Fraction don't like this none too much, starts gettin' up in the bartender's face and he's all, "I can EXPRESS myself however I want, and I don't need YOU or nobody else to gimme no stinkin' lip about it."


Oh jeez now the bartender, he's about had it, starts comin' in with,


"Whoa, whoa, whoa... you can't be doin' this! This is a bar for Christ's sake! You're sittin' here with your 'tree over your two, talkin' a big mess about expression. It ain't proper, pal. You know what in fact it's IMPROPER what you're doin' right now. That's what it is."

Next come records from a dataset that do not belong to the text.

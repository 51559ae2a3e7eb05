//! One-shot plugin attachment
//!
//! Polls the host until the plugin factory appears, instantiates the plugin,
//! initializes it against the running emulator, wires the per-frame position
//! display, and registers the handle with the host.

use std::fmt;
use std::rc::Rc;
use std::time::Duration;

use tokio::sync::watch;
use tokio::time::MissedTickBehavior;
use tokio_util::sync::CancellationToken;

use super::handle::{format_position, DisplaySink, PluginHandle};
use super::host::PluginHost;

/// Default interval between factory availability checks
pub const DEFAULT_POLL_INTERVAL: Duration = Duration::from_millis(1000);

/// Shortest accepted poll interval; `tokio::time::interval` rejects zero
pub const MIN_POLL_INTERVAL: Duration = Duration::from_millis(1);

/// Observable progress of an attachment
#[derive(Debug, Clone, PartialEq, Eq, Default)]
pub enum AttachState {
    #[default]
    NotAttached,
    /// Factory not yet present after this many checks
    Waiting { attempts: u32 },
    Attached,
    Failed(String),
    Cancelled,
}

impl AttachState {
    pub fn is_terminal(&self) -> bool {
        matches!(
            self,
            AttachState::Attached | AttachState::Failed(_) | AttachState::Cancelled
        )
    }
}

/// Errors that end an attachment
#[derive(Debug, Clone, PartialEq, Eq)]
pub enum AttachError {
    Cancelled,
    /// No emulator is running to initialize the plugin against
    MissingEmulatorContext,
    /// The plugin's position accessors never became callable
    AccessorsUnavailable,
    /// The factory failed to instantiate the plugin
    Factory(String),
}

impl fmt::Display for AttachError {
    fn fmt(&self, f: &mut fmt::Formatter<'_>) -> fmt::Result {
        match self {
            AttachError::Cancelled => write!(f, "Attachment cancelled"),
            AttachError::MissingEmulatorContext => {
                write!(f, "No emulator context available for plugin init")
            }
            AttachError::AccessorsUnavailable => {
                write!(f, "Plugin position accessors are not available")
            }
            AttachError::Factory(msg) => write!(f, "Plugin factory failed: {}", msg),
        }
    }
}

impl std::error::Error for AttachError {}

/// A single attachment attempt
///
/// [`Attachment::run`] consumes the attachment, so each one produces at most
/// one plugin handle.
pub struct Attachment {
    poll_interval: Duration,
    display: Option<Rc<dyn DisplaySink>>,
    state: watch::Sender<AttachState>,
}

impl Attachment {
    /// Intervals below [`MIN_POLL_INTERVAL`] are raised to it
    pub fn new(poll_interval: Duration) -> Self {
        let (state, _) = watch::channel(AttachState::NotAttached);
        Self {
            poll_interval: poll_interval.max(MIN_POLL_INTERVAL),
            display: None,
            state,
        }
    }

    /// Text element the frame hook writes "(x, y)" into
    pub fn with_display(mut self, display: Rc<dyn DisplaySink>) -> Self {
        self.display = Some(display);
        self
    }

    pub fn poll_interval(&self) -> Duration {
        self.poll_interval
    }

    pub fn state(&self) -> AttachState {
        self.state.borrow().clone()
    }

    /// Watch state transitions; the last state stays readable after `run` ends
    pub fn subscribe(&self) -> watch::Receiver<AttachState> {
        self.state.subscribe()
    }

    fn set_state(&self, state: AttachState) {
        self.state.send_replace(state);
    }

    fn fail(&self, err: AttachError) -> AttachError {
        tracing::error!("Plugin attachment failed: {}", err);
        self.set_state(AttachState::Failed(err.to_string()));
        err
    }

    fn cancelled(&self) -> AttachError {
        tracing::info!("Plugin attachment cancelled");
        self.set_state(AttachState::Cancelled);
        AttachError::Cancelled
    }

    /// Drive the attachment to completion
    pub async fn run<H>(
        self,
        host: &H,
        cancel: &CancellationToken,
    ) -> Result<Rc<dyn PluginHandle>, AttachError>
    where
        H: PluginHost + ?Sized,
    {
        let mut ticker = tokio::time::interval(self.poll_interval);
        ticker.set_missed_tick_behavior(MissedTickBehavior::Delay);

        let mut attempts: u32 = 0;
        let factory = loop {
            tokio::select! {
                biased;
                _ = cancel.cancelled() => return Err(self.cancelled()),
                _ = ticker.tick() => {}
            }

            attempts += 1;
            if let Some(factory) = host.factory() {
                tracing::debug!("Plugin factory available after {} checks", attempts);
                break factory;
            }

            if attempts == 1 {
                tracing::info!(
                    "Waiting for plugin factory (polling every {:?})",
                    self.poll_interval
                );
            } else {
                tracing::trace!("Plugin factory still missing after {} checks", attempts);
            }
            self.set_state(AttachState::Waiting { attempts });
        };

        let memory = host.shared_memory();
        let instantiated = tokio::select! {
            biased;
            _ = cancel.cancelled() => return Err(self.cancelled()),
            result = factory.instantiate(memory) => result,
        };
        let handle = instantiated.map_err(|err| self.fail(err))?;

        let context = host
            .emulator_context()
            .ok_or_else(|| self.fail(AttachError::MissingEmulatorContext))?;
        handle.init_emulator(context);

        if !handle.is_ready() {
            return Err(self.fail(AttachError::AccessorsUnavailable));
        }
        let (x, y) = (handle.x(), handle.y());
        tracing::debug!("Plugin initialized at ({}, {})", x, y);

        if let Some(display) = self.display.clone() {
            let weak = Rc::downgrade(&handle);
            handle.frame_hook().install(Box::new(move || {
                if let Some(handle) = weak.upgrade() {
                    display.set_text(&format_position(handle.x(), handle.y()));
                }
            }));
        }

        host.register_plugin(Rc::clone(&handle));
        self.set_state(AttachState::Attached);
        tracing::info!("Plugin attached");

        Ok(handle)
    }
}

impl fmt::Debug for Attachment {
    fn fmt(&self, f: &mut fmt::Formatter<'_>) -> fmt::Result {
        f.debug_struct("Attachment")
            .field("poll_interval", &self.poll_interval)
            .field("has_display", &self.display.is_some())
            .field("state", &*self.state.borrow())
            .finish()
    }
}

#[cfg(test)]
mod tests {
    use super::*;

    #[test]
    fn test_error_display() {
        assert_eq!(
            AttachError::Factory("boom".into()).to_string(),
            "Plugin factory failed: boom"
        );
        assert_eq!(AttachError::Cancelled.to_string(), "Attachment cancelled");
    }

    #[test]
    fn test_terminal_states() {
        assert!(!AttachState::NotAttached.is_terminal());
        assert!(!AttachState::Waiting { attempts: 3 }.is_terminal());
        assert!(AttachState::Attached.is_terminal());
        assert!(AttachState::Failed("x".into()).is_terminal());
        assert!(AttachState::Cancelled.is_terminal());
    }

    #[test]
    fn test_new_attachment_is_not_attached() {
        let attachment = Attachment::new(DEFAULT_POLL_INTERVAL);
        assert_eq!(attachment.state(), AttachState::NotAttached);
        assert_eq!(*attachment.subscribe().borrow(), AttachState::NotAttached);
    }

    #[test]
    fn test_zero_interval_is_raised_to_minimum() {
        assert_eq!(
            Attachment::new(Duration::ZERO).poll_interval(),
            MIN_POLL_INTERVAL
        );
    }
}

Now get this, the fraction...? He starts BREAKIN' down, man. You had to see this - he's just fallin' all over the place, cryin' and shit. Just bitch-sobbin' all about "I ain't got no balance no more! I'm all mixed up!!" Oh man, that bartender had reduced him down to just about nothin'.


But he feels bad, y'know! He don't want no part of this numerical molestation. Starts consoling the poor guy. 'Bout five minutes later, I be damned if he didn't start lookin' like a million bucks. Gave him whatever he needed to feel whole again, seemed like.


Then - get this - I'm turned away a second, turn back and they're arguin' again! Apparently, after "feelin' whole" again as he kept sayin, he starts gettin' nasty with the bartender - just real fuckin' negative, I heard. Bartender presses him, goin' for the root of the issue - you know, try and figure all this out. And that's when he really lost it. He starts tossin' stools, breakin' mugs - you name it. Bartender finally pipes up,


"YOU gotta get outta here, buddy!! I don't need this kinda irrational nonsense messin' up my bar."


After that, dude just kinda sat there goin' on forever. Not repeatin' nothin', just goin' on and on. Door guy kicked him out couple minutes later. Irrational, just like the bartender said. That's how I'd put it anyway.